As the industry has grown, it has also become less successful, and some contraction could be just what it needs to get back on track.
How do I know we have reached peak private equity? Because it has become the primary villain of the US economy — responsible for the high cost of everything from housing to health care. Many of the criticisms are unfair, as the presence of private equity investment is often a symptom rather than a cause of a struggling market or business. But the industry has gotten very large in recent years, and with lower returns, higher interest rates and changes in the way many large universities invest, it seems that private equity has peaked.
To which I say: This isn’t necessarily a bad thing. PE serves an important function, but as it has grown it has also become less successful, and some contraction could be just what it needs to get back on track.

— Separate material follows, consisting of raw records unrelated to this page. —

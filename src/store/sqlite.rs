//! SQLite destination store
//!
//! Relational home for canonical session records. The table keys on
//! `session_id`, which is what makes the migration's upsert idempotent.

use crate::error::{Result, SessmigError};
use crate::store::types::{SessionRecord, UpsertOutcome};
use crate::store::DestinationStore;
use anyhow::Context;
use chrono::{DateTime, Utc};
use directories::ProjectDirs;
use rusqlite::{params, Connection, OptionalExtension};
use std::path::PathBuf;

/// Destination store backed by a SQLite database
pub struct SqliteDestination {
    db_path: PathBuf,
}

impl SqliteDestination {
    /// Create a new destination instance
    ///
    /// Initializes the database file in the user's data directory.
    pub fn new() -> Result<Self> {
        // Allow override of the destination DB path via environment variable.
        // This makes it easy to point the binary at a test DB or alternate file
        // without changing the user's application data dir.
        if let Ok(override_path) = std::env::var("SESSMIG_DEST_DB") {
            return Self::new_with_path(override_path);
        }

        let proj_dirs = ProjectDirs::from("com", "sessmig", "sessmig")
            .ok_or_else(|| SessmigError::Storage("Could not determine data directory".into()))?;

        let data_dir = proj_dirs.data_dir();
        std::fs::create_dir_all(data_dir)
            .context("Failed to create data directory")
            .map_err(|e| SessmigError::Storage(e.to_string()))?;

        let db_path = data_dir.join("sessions.db");
        let dest = Self { db_path };

        dest.init()?;

        Ok(dest)
    }

    /// Create a new destination instance that uses the specified database path.
    ///
    /// This is primarily useful for tests where the default application data
    /// directory is not desirable (for example, using a temporary directory).
    pub fn new_with_path<P: Into<PathBuf>>(db_path: P) -> Result<Self> {
        let db_path = db_path.into();

        // Ensure parent directory exists so opening the DB file succeeds.
        if let Some(parent) = db_path.parent() {
            std::fs::create_dir_all(parent)
                .context("Failed to create parent directory for database")
                .map_err(|e| SessmigError::Storage(e.to_string()))?;
        }

        let dest = Self { db_path };
        dest.init()?;
        Ok(dest)
    }

    /// Initialize the database schema
    fn init(&self) -> Result<()> {
        let conn = self.connect()?;

        conn.execute(
            "CREATE TABLE IF NOT EXISTS sessions (
                session_id TEXT PRIMARY KEY,
                data JSON NOT NULL,
                created_at TEXT NOT NULL,
                updated_at TEXT NOT NULL
            )",
            [],
        )
        .context("Failed to create tables")
        .map_err(|e| SessmigError::Storage(e.to_string()))?;

        Ok(())
    }

    fn connect(&self) -> Result<Connection> {
        Connection::open(&self.db_path)
            .context("Failed to open database")
            .map_err(|e| SessmigError::Storage(e.to_string()).into())
    }

    /// Load a session row by ID
    ///
    /// Used by operators (and tests) to inspect what a run actually wrote.
    pub fn get(&self, session_id: &str) -> Result<Option<SessionRecord>> {
        let conn = self.connect()?;

        let row = conn
            .query_row(
                "SELECT data, created_at, updated_at FROM sessions WHERE session_id = ?",
                params![session_id],
                |row| {
                    let data_json: String = row.get(0)?;
                    let created_at: String = row.get(1)?;
                    let updated_at: String = row.get(2)?;
                    Ok((data_json, created_at, updated_at))
                },
            )
            .optional()
            .context("Failed to query session")
            .map_err(|e| SessmigError::Storage(e.to_string()))?;

        match row {
            Some((data_json, created_at, updated_at)) => {
                let data = serde_json::from_str(&data_json)
                    .context("Failed to deserialize session data")
                    .map_err(|e| SessmigError::Storage(e.to_string()))?;
                Ok(Some(SessionRecord {
                    session_id: session_id.to_string(),
                    data,
                    created_at: parse_timestamp(&created_at),
                    updated_at: parse_timestamp(&updated_at),
                }))
            }
            None => Ok(None),
        }
    }
}

impl DestinationStore for SqliteDestination {
    fn upsert_if_absent(&self, record: &SessionRecord) -> Result<UpsertOutcome> {
        let mut conn = self.connect()?;

        let data_json = serde_json::to_string(&record.data)
            .context("Failed to serialize session data")
            .map_err(|e| SessmigError::Storage(e.to_string()))?;

        let now = Utc::now();
        let created_at = record.created_at.unwrap_or(now).to_rfc3339();
        let updated_at = record.updated_at.unwrap_or(now).to_rfc3339();

        let tx = conn
            .transaction()
            .context("Failed to start transaction")
            .map_err(|e| SessmigError::Storage(e.to_string()))?;

        // Check-then-insert inside the transaction: an existing row is
        // left untouched so a retried run never clobbers writes that
        // happened through normal application traffic.
        let exists: bool = tx
            .query_row(
                "SELECT 1 FROM sessions WHERE session_id = ?",
                params![record.session_id],
                |_| Ok(true),
            )
            .optional()
            .unwrap_or(Some(false))
            .unwrap_or(false);

        if exists {
            return Ok(UpsertOutcome::AlreadyExists);
        }

        tx.execute(
            "INSERT INTO sessions (session_id, data, created_at, updated_at)
            VALUES (?, ?, ?, ?)",
            params![record.session_id, data_json, created_at, updated_at],
        )
        .context("Failed to insert session")
        .map_err(|e| SessmigError::Storage(e.to_string()))?;

        tx.commit()
            .context("Failed to commit transaction")
            .map_err(|e| SessmigError::Storage(e.to_string()))?;

        Ok(UpsertOutcome::Inserted)
    }

    fn contains(&self, session_id: &str) -> Result<bool> {
        let conn = self.connect()?;

        let exists = conn
            .query_row(
                "SELECT 1 FROM sessions WHERE session_id = ?",
                params![session_id],
                |_| Ok(true),
            )
            .optional()
            .context("Failed to query session")
            .map_err(|e| SessmigError::Storage(e.to_string()))?;

        Ok(exists.unwrap_or(false))
    }
}

fn parse_timestamp(raw: &str) -> Option<DateTime<Utc>> {
    DateTime::parse_from_rfc3339(raw)
        .map(|dt| dt.with_timezone(&Utc))
        .ok()
}
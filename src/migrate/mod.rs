//! One-shot migration of session records from the cache to the
//! relational store
//!
//! The pipeline is short: enumerate keys under the namespace prefix,
//! read and decode each value, transform it into a canonical record,
//! and upsert it at the destination. `MigrationRunner` orchestrates the
//! whole thing and produces a `MigrationReport`.

pub mod report;
pub mod runner;
pub mod transform;

pub use report::{FailedKey, MigrationOutcome, MigrationReport};
pub use runner::MigrationRunner;
pub use transform::transform;
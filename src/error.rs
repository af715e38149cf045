//! Error types for Sessmig
//!
//! This module defines all error types used throughout the application,
//! using `thiserror` for ergonomic error handling.

use thiserror::Error;

/// Main error type for Sessmig operations
///
/// This enum encompasses all possible errors that can occur while
/// loading configuration, enumerating the source cache, decoding
/// session payloads, and writing to the destination store.
#[derive(Error, Debug)]
pub enum SessmigError {
    /// Configuration-related errors
    #[error("Configuration error: {0}")]
    Config(String),

    /// Source store cannot be reached or enumerated.
    ///
    /// Fatal to a migration run: a partial key list could silently
    /// skip live sessions, so nothing is written after this error.
    #[error("Source store unavailable: {0}")]
    StoreUnavailable(String),

    /// A session payload could not be decoded (per-key, non-fatal)
    #[error("Decode error: {0}")]
    Decode(String),

    /// Destination storage errors (database operations)
    #[error("Storage error: {0}")]
    Storage(String),

    /// IO errors
    #[error("IO error: {0}")]
    Io(#[from] std::io::Error),

    /// JSON serialization/deserialization errors
    #[error("Serialization error: {0}")]
    Serialization(#[from] serde_json::Error),

    /// YAML parsing errors
    #[error("YAML error: {0}")]
    Yaml(#[from] serde_yaml::Error),
}

/// Result type alias for Sessmig operations
///
/// This is a convenience alias that uses `anyhow::Error` as the error type,
/// allowing for rich error context and easy error propagation.
pub type Result<T> = anyhow::Result<T>;
//! Per-key outcomes and the aggregate migration report

use crate::store::types::SessionKey;
use serde::Serialize;

/// Result of processing a single source key
#[derive(Debug, Clone, PartialEq, Eq)]
pub enum MigrationOutcome {
    /// The record was transformed and inserted at the destination
    Migrated,
    /// The value vanished between enumeration and read (expired or
    /// invalidated session); nothing was written
    SkippedMissing,
    /// A record with this `session_id` already exists at the
    /// destination; the existing row was left untouched
    SkippedDuplicate,
    /// The key could not be migrated; carries the reason for the
    /// operator's failure list
    Failed(String),
}

/// A key that failed to migrate, with the reason
#[derive(Debug, Clone, PartialEq, Eq, Serialize)]
pub struct FailedKey {
    pub key: String,
    pub reason: String,
}

/// Aggregate result of one migration run
///
/// Created at run start, updated once per key, handed to the caller at
/// run end. Ephemeral: never persisted, owns no external resources.
/// The caller decides whether a non-empty failure list should abort a
/// larger deployment step.
#[derive(Debug, Clone, Default, Serialize)]
pub struct MigrationReport {
    /// Number of keys enumerated
    pub total: usize,
    /// Keys inserted at the destination
    pub migrated: usize,
    /// Keys whose value vanished before the read
    pub skipped_missing: usize,
    /// Keys already present at the destination
    pub skipped_duplicate: usize,
    /// Keys that failed, with reasons
    pub failed: Vec<FailedKey>,
    /// Wall-clock duration of the run in milliseconds
    pub elapsed_ms: u64,
}

impl MigrationReport {
    pub fn new() -> Self {
        Self::default()
    }

    /// Record the outcome for one key. Called exactly once per key.
    pub fn record(&mut self, key: &SessionKey, outcome: MigrationOutcome) {
        match outcome {
            MigrationOutcome::Migrated => self.migrated += 1,
            MigrationOutcome::SkippedMissing => self.skipped_missing += 1,
            MigrationOutcome::SkippedDuplicate => self.skipped_duplicate += 1,
            MigrationOutcome::Failed(reason) => self.failed.push(FailedKey {
                key: key.as_str().to_string(),
                reason,
            }),
        }
    }

    /// Whether every key was handled without failure
    pub fn is_clean(&self) -> bool {
        self.failed.is_empty()
    }
}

In 2003, private equity made up less than 4% of equity markets. Now it’s more than 10%. Assets under management grew exponentially during the 2010s and are now more than $5 trillion. The growth has many explanations: The low-rate environment increased demand for better-yielding assets. Public pension plans needed assets that offered a high and consistent return. Low interest rates also made PE more profitable, because buyout funds depend on leverage. And part of it was just vibes. Pioneering investor David Swensen, who managed Yale’s endowment, made private assets central to his investment strategy because there are some advantages to less liquid assets, and other institutional endowments followed suit.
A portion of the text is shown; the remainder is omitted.